Evaluation on Simple Pretrained Models
This section provides a simple example of our evaluation pipeline. To evaluate the example pre-trained models, please check the scripts in scripts/simple_mani_skill_example/eval_bc_example.sh
. For example, you can run
python -m tools.run_rl configs/bc/mani_skill_point_cloud_transformer.py \
--gpu-ids=0 --cfg-options "env_cfg.env_name=OpenCabinetDrawer_1045_link_0-v0" \
"eval_cfg.save_video=True" "eval_cfg.num=10" "eval_cfg.use_log=True" \
--work-dir=./test/OpenCabinetDrawer_1045_link_0-v0_pcd \
--resume-from=./example_mani_skill_data/OpenCabinetDrawer_1045_link_0-v0_PN_Transformer.ckpt --evaluation
to test the performance of PointNet + Transformer on environment OpenCabinetDrawer_1045_link_0-v0
in ManiSkill.
Train a Simple Agent with Behavior Cloning (BC).
This section provides a simple example of our training pipeline. To train with example demonstration data, please check the scripts in scripts/simple_mani_skill_example/
. For example, you can run
python -m tools.run_rl configs/bc/mani_skill_point_cloud_transformer.py \
--gpu-ids=0 --cfg-options "env_cfg.env_name=OpenCabinetDrawer_1045_link_0-v0" \
--work-dir=./work_dirs/OpenCabinetDrawer_1045_link_0-v0 --clean-up
to train PointNet + Transformer with demonstration data generated on OpenCabinetDrawer_1045_link_0-v0
in ManiSkill.
There can be some noise between different runs (which is very common in RL), so you might want to train multiple times and choose the best model.
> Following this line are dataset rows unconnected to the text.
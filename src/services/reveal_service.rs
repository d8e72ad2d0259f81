use crate::database::DbPool;
use crate::entities::{bet_entity as bets, reveal_config_entity as reveal_configs, user_entity as users};
use crate::error::{AppError, AppResult};
use crate::models::{
    DrawWinnerResponse, Gender, RevealConfigResponse, UpdatePredictionsRequest,
};
use crate::utils::{draw_index, prize_split};
use chrono::Utc;
use sea_orm::sea_query::Expr;
use sea_orm::{
    ActiveEnum, ActiveModelTrait, ColumnTrait, DbErr, EntityTrait,
    IntoActiveModel, QueryFilter, QueryOrder, Set,
};

pub struct RevealService {
    pool: DbPool,
}

impl RevealService {
    pub fn new(pool: DbPool) -> Self {
        Self { pool }
    }

    /// 读取揭晓状态，单例配置不存在时用默认值懒创建
    pub async fn reveal_status(&self) -> AppResult<RevealConfigResponse> {
        let config = self.ensure_config().await?;
        Ok(config.into())
    }

    /// 揭晓性别。单向转换：带条件的 UPDATE 保证并发下也只成功一次。
    pub async fn reveal(&self, gender: Gender) -> AppResult<RevealConfigResponse> {
        let config = self.ensure_config().await?;

        if config.is_revealed {
            return Err(AppError::StateConflict(
                "Gender already revealed".to_string(),
            ));
        }

        let now = Utc::now();
        let result = reveal_configs::Entity::update_many()
            // 枚举列必须带 CAST 赋值，裸参数会被 Postgres 以类型不匹配拒绝
            .col_expr(reveal_configs::Column::RevealedGender, gender.as_enum())
            .col_expr(reveal_configs::Column::IsRevealed, Expr::value(true))
            .col_expr(reveal_configs::Column::RevealDate, Expr::value(now))
            .col_expr(reveal_configs::Column::UpdatedAt, Expr::value(now))
            .filter(reveal_configs::Column::Id.eq(config.id))
            .filter(reveal_configs::Column::IsRevealed.eq(false))
            .exec(self.pool.as_ref())
            .await?;

        if result.rows_affected == 0 {
            return Err(AppError::StateConflict(
                "Gender already revealed".to_string(),
            ));
        }

        log::info!("Gender revealed: {}", gender);

        let updated = self.reload_config(config.id).await?;
        Ok(updated.into())
    }

    /// 抽出得奖者。前置条件：已揭晓、尚未开过奖。
    /// 奖池为猜对且已付款的注，每注一张签，等概率抽取；
    /// 奖金按全部已付款注的总额计算，扣 10% 手续费。
    pub async fn draw_winner(&self) -> AppResult<DrawWinnerResponse> {
        let config = self.ensure_config().await?;

        let revealed_gender = match (config.is_revealed, config.revealed_gender) {
            (true, Some(g)) => g,
            _ => {
                return Err(AppError::StateConflict(
                    "Gender must be revealed first".to_string(),
                ))
            }
        };
        if config.winner_id.is_some() {
            return Err(AppError::StateConflict("Winner already drawn".to_string()));
        }

        let eligible = bets::Entity::find()
            .filter(bets::Column::Gender.eq(revealed_gender))
            .filter(bets::Column::IsPaid.eq(true))
            .all(self.pool.as_ref())
            .await?;
        if eligible.is_empty() {
            return Err(AppError::StateConflict(
                "No valid bets for drawing".to_string(),
            ));
        }

        // 每注一张签，不按金额加权
        let index = draw_index(&mut rand::thread_rng(), eligible.len());
        let winner_id = eligible[index].user_id;

        // 条件更新：winner_id 只能从 null 置位一次
        let result = reveal_configs::Entity::update_many()
            .col_expr(reveal_configs::Column::WinnerId, Expr::value(winner_id))
            .col_expr(reveal_configs::Column::UpdatedAt, Expr::value(Utc::now()))
            .filter(reveal_configs::Column::Id.eq(config.id))
            .filter(reveal_configs::Column::WinnerId.is_null())
            .exec(self.pool.as_ref())
            .await?;
        if result.rows_affected == 0 {
            return Err(AppError::StateConflict("Winner already drawn".to_string()));
        }

        let winner = users::Entity::find_by_id(winner_id)
            .one(self.pool.as_ref())
            .await?
            .ok_or_else(|| AppError::NotFound("Winner not found".to_string()))?;

        // 奖池取全部已付款的注，与押哪边无关
        let paid = bets::Entity::find()
            .filter(bets::Column::IsPaid.eq(true))
            .all(self.pool.as_ref())
            .await?;
        let total_pool: i64 = paid.iter().map(|b| b.amount).sum();
        let (fee, winner_prize) = prize_split(total_pool);

        log::info!(
            "Winner drawn: user {} out of {} participants, prize {}",
            winner_id,
            eligible.len(),
            winner_prize
        );

        Ok(DrawWinnerResponse {
            winner: winner.into(),
            total_pool,
            fee,
            winner_prize,
            total_participants: eligible.len() as i64,
        })
    }

    /// 更新爸妈的预测。纯展示用途，不参与下注，也不受揭晓状态限制。
    pub async fn update_predictions(
        &self,
        request: UpdatePredictionsRequest,
    ) -> AppResult<RevealConfigResponse> {
        let config = self.ensure_config().await?;

        let mut am = config.into_active_model();
        am.dad_prediction = Set(request.dad_prediction);
        am.mom_prediction = Set(request.mom_prediction);
        am.updated_at = Set(Some(Utc::now()));
        let updated = am.update(self.pool.as_ref()).await?;

        Ok(updated.into())
    }

    async fn ensure_config(&self) -> Result<reveal_configs::Model, DbErr> {
        if let Some(config) = reveal_configs::Entity::find()
            .order_by_asc(reveal_configs::Column::Id)
            .one(self.pool.as_ref())
            .await?
        {
            return Ok(config);
        }
        reveal_configs::ActiveModel {
            is_revealed: Set(false),
            ..Default::default()
        }
        .insert(self.pool.as_ref())
        .await
    }

    async fn reload_config(&self, id: i64) -> AppResult<reveal_configs::Model> {
        reveal_configs::Entity::find_by_id(id)
            .one(self.pool.as_ref())
            .await?
            .ok_or_else(|| AppError::NotFound("Reveal config not found".to_string()))
    }
}

#[cfg(test)]
mod tests {
    use super::*;
    use std::sync::Arc;
    use sea_orm::{DatabaseBackend, MockDatabase, MockExecResult};

    fn config_model(
        is_revealed: bool,
        revealed_gender: Option<Gender>,
        winner_id: Option<i64>,
    ) -> reveal_configs::Model {
        reveal_configs::Model {
            id: 1,
            revealed_gender,
            is_revealed,
            reveal_date: if is_revealed { Some(Utc::now()) } else { None },
            winner_id,
            dad_prediction: None,
            mom_prediction: None,
            created_at: Some(Utc::now()),
            updated_at: Some(Utc::now()),
        }
    }

    fn bet_model(id: i64, user_id: i64, gender: Gender, amount: i64) -> bets::Model {
        bets::Model {
            id,
            user_id,
            gender,
            amount,
            ticket_count: 1,
            payment_method: "bank_transfer".to_string(),
            is_paid: true,
            created_at: Some(Utc::now()),
        }
    }

    fn user_model(id: i64) -> users::Model {
        users::Model {
            id,
            email: format!("user{id}@example.com"),
            name: format!("User {id}"),
            avatar_url: None,
            provider: "google".to_string(),
            provider_id: format!("sub-{id}"),
            created_at: Some(Utc::now()),
            updated_at: Some(Utc::now()),
        }
    }

    #[tokio::test]
    async fn test_reveal_status_creates_config_lazily() {
        let db = MockDatabase::new(DatabaseBackend::Postgres)
            .append_query_results([Vec::<reveal_configs::Model>::new()])
            .append_query_results([vec![config_model(false, None, None)]])
            .into_connection();

        let status = RevealService::new(Arc::new(db)).reveal_status().await.unwrap();
        assert!(!status.is_revealed);
        assert!(status.revealed_gender.is_none());
    }

    #[tokio::test]
    async fn test_reveal_is_one_way() {
        // 已揭晓的配置再次揭晓（换个性别也一样）必须失败
        let db = MockDatabase::new(DatabaseBackend::Postgres)
            .append_query_results([vec![config_model(true, Some(Gender::Boy), None)]])
            .into_connection();

        let err = RevealService::new(Arc::new(db)).reveal(Gender::Girl).await.unwrap_err();
        assert!(matches!(err, AppError::StateConflict(_)));
    }

    #[tokio::test]
    async fn test_reveal_lost_race_maps_to_conflict() {
        // 预读未揭晓，但条件更新没有命中行：并发对手先揭晓了
        let db = MockDatabase::new(DatabaseBackend::Postgres)
            .append_query_results([vec![config_model(false, None, None)]])
            .append_exec_results([MockExecResult {
                last_insert_id: 0,
                rows_affected: 0,
            }])
            .into_connection();

        let err = RevealService::new(Arc::new(db)).reveal(Gender::Boy).await.unwrap_err();
        assert!(matches!(err, AppError::StateConflict(_)));
    }

    #[tokio::test]
    async fn test_reveal_sets_gender_and_date() {
        let db = MockDatabase::new(DatabaseBackend::Postgres)
            .append_query_results([vec![config_model(false, None, None)]])
            .append_exec_results([MockExecResult {
                last_insert_id: 0,
                rows_affected: 1,
            }])
            .append_query_results([vec![config_model(true, Some(Gender::Girl), None)]])
            .into_connection();

        let config = RevealService::new(Arc::new(db)).reveal(Gender::Girl).await.unwrap();
        assert!(config.is_revealed);
        assert_eq!(config.revealed_gender, Some(Gender::Girl));
        assert!(config.reveal_date.is_some());
    }

    #[tokio::test]
    async fn test_reveal_update_casts_gender_to_enum() {
        // 揭晓 UPDATE 对 revealed_gender 的赋值必须带枚举 CAST
        let db = MockDatabase::new(DatabaseBackend::Postgres)
            .append_query_results([vec![config_model(false, None, None)]])
            .append_exec_results([MockExecResult {
                last_insert_id: 0,
                rows_affected: 1,
            }])
            .append_query_results([vec![config_model(true, Some(Gender::Boy), None)]])
            .into_connection();

        let service = RevealService::new(Arc::new(db));
        service.reveal(Gender::Boy).await.unwrap();

        let log = Arc::try_unwrap(service.pool).unwrap().into_transaction_log();
        let update = format!("{:?}", log[1]);
        assert!(update.contains("UPDATE"), "{update}");
        assert!(update.contains("CAST"), "{update}");
        assert!(update.contains("gender"), "{update}");
    }

    #[tokio::test]
    async fn test_draw_requires_reveal_first() {
        let db = MockDatabase::new(DatabaseBackend::Postgres)
            .append_query_results([vec![config_model(false, None, None)]])
            .into_connection();

        let err = RevealService::new(Arc::new(db)).draw_winner().await.unwrap_err();
        assert!(matches!(err, AppError::StateConflict(_)));
    }

    #[tokio::test]
    async fn test_draw_rejected_when_winner_already_drawn() {
        let db = MockDatabase::new(DatabaseBackend::Postgres)
            .append_query_results([vec![config_model(true, Some(Gender::Boy), Some(42))]])
            .into_connection();

        let err = RevealService::new(Arc::new(db)).draw_winner().await.unwrap_err();
        assert!(matches!(err, AppError::StateConflict(_)));
    }

    #[tokio::test]
    async fn test_draw_rejected_with_empty_pool() {
        let db = MockDatabase::new(DatabaseBackend::Postgres)
            .append_query_results([vec![config_model(true, Some(Gender::Boy), None)]])
            .append_query_results([Vec::<bets::Model>::new()])
            .into_connection();

        let err = RevealService::new(Arc::new(db)).draw_winner().await.unwrap_err();
        assert!(matches!(err, AppError::StateConflict(_)));
    }

    #[tokio::test]
    async fn test_draw_splits_pool_over_all_paid_bets() {
        // 合格奖池只有押 BOY 的一注，但奖金按全部已付款注(1000)计算
        let db = MockDatabase::new(DatabaseBackend::Postgres)
            .append_query_results([vec![config_model(true, Some(Gender::Boy), None)]])
            .append_query_results([vec![bet_model(1, 7, Gender::Boy, 200)]])
            .append_exec_results([MockExecResult {
                last_insert_id: 0,
                rows_affected: 1,
            }])
            .append_query_results([vec![user_model(7)]])
            .append_query_results([vec![
                bet_model(1, 7, Gender::Boy, 200),
                bet_model(2, 8, Gender::Girl, 200),
                bet_model(3, 9, Gender::Girl, 200),
                bet_model(4, 10, Gender::Girl, 200),
                bet_model(5, 11, Gender::Girl, 200),
            ]])
            .into_connection();

        let result = RevealService::new(Arc::new(db)).draw_winner().await.unwrap();
        assert_eq!(result.winner.id, 7);
        assert_eq!(result.total_pool, 1000);
        assert_eq!(result.fee, 100);
        assert_eq!(result.winner_prize, 900);
        assert_eq!(result.fee + result.winner_prize, result.total_pool);
        assert_eq!(result.total_participants, 1);
    }

    #[tokio::test]
    async fn test_draw_lost_race_maps_to_conflict() {
        let db = MockDatabase::new(DatabaseBackend::Postgres)
            .append_query_results([vec![config_model(true, Some(Gender::Boy), None)]])
            .append_query_results([vec![bet_model(1, 7, Gender::Boy, 200)]])
            .append_exec_results([MockExecResult {
                last_insert_id: 0,
                rows_affected: 0,
            }])
            .into_connection();

        let err = RevealService::new(Arc::new(db)).draw_winner().await.unwrap_err();
        assert!(matches!(err, AppError::StateConflict(_)));
    }

    #[tokio::test]
    async fn test_update_predictions() {
        let mut updated = config_model(false, None, None);
        updated.dad_prediction = Some(Gender::Boy);
        updated.mom_prediction = Some(Gender::Girl);

        let db = MockDatabase::new(DatabaseBackend::Postgres)
            .append_query_results([vec![config_model(false, None, None)]])
            .append_query_results([vec![updated]])
            .into_connection();

        let config = RevealService::new(Arc::new(db))
            .update_predictions(UpdatePredictionsRequest {
                dad_prediction: Some(Gender::Boy),
                mom_prediction: Some(Gender::Girl),
            })
            .await
            .unwrap();
        assert_eq!(config.dad_prediction, Some(Gender::Boy));
        assert_eq!(config.mom_prediction, Some(Gender::Girl));
    }
}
Download Full Demonstration Data and Pretrained Models
The simple examples above only consider training and evaluation on one single object instance, but our challenge aims at training on many object instances and generalizing the learned manipulation skills to novel object instances.
All the data used in this repository is stored on Google Drive.
You can download the full point cloud demonstration dataset (which is stored here) along with models (which is stored here) pre-trained on all of our training object instances. The demonstration data and pre-trained models need to be stored under ./full_mani_skill_data
to run the provided scripts in scripts/full_mani_skill_example
.
If you want to render point cloud demonstrations from state demonstrations by yourself, you can download the demonstration data with environment state here and put them in ./full_mani_skill_state_data/
. Please read Demonstrations and Generating Custom Point Cloud Demonstrations.
You can run python tools/check_md5.py
to check if you download all the files correctly.
Download Data from ScienceDB.cn
If you cannot access Google easily, you can download data from here.
Full Training and Evaluation Pipeline
After you download the full data, you are ready to start the ManiSkill challenge. For the full training and evaluation pipeline, see Workflow.
Submit a Model
After you train a full model, you can submit it to our ManiSkill challenge. Please see Challenge Submission in Workflow for more details.
Demonstrations
To download our demonstration dataset, please see Download Full Demonstration Data and Pretrained Models.
This section introduces important details about our point cloud demonstration data. The format of our demonstrations is explained in Demonstrations Format. The provided point cloud demonstrations are downsampled and processed using an existing processing function, which is explained in more detail in Observation Processing. If you want to generate point cloud demonstrations using custom post-processing functions, please refer to Generating Custom Point Cloud Demonstrations.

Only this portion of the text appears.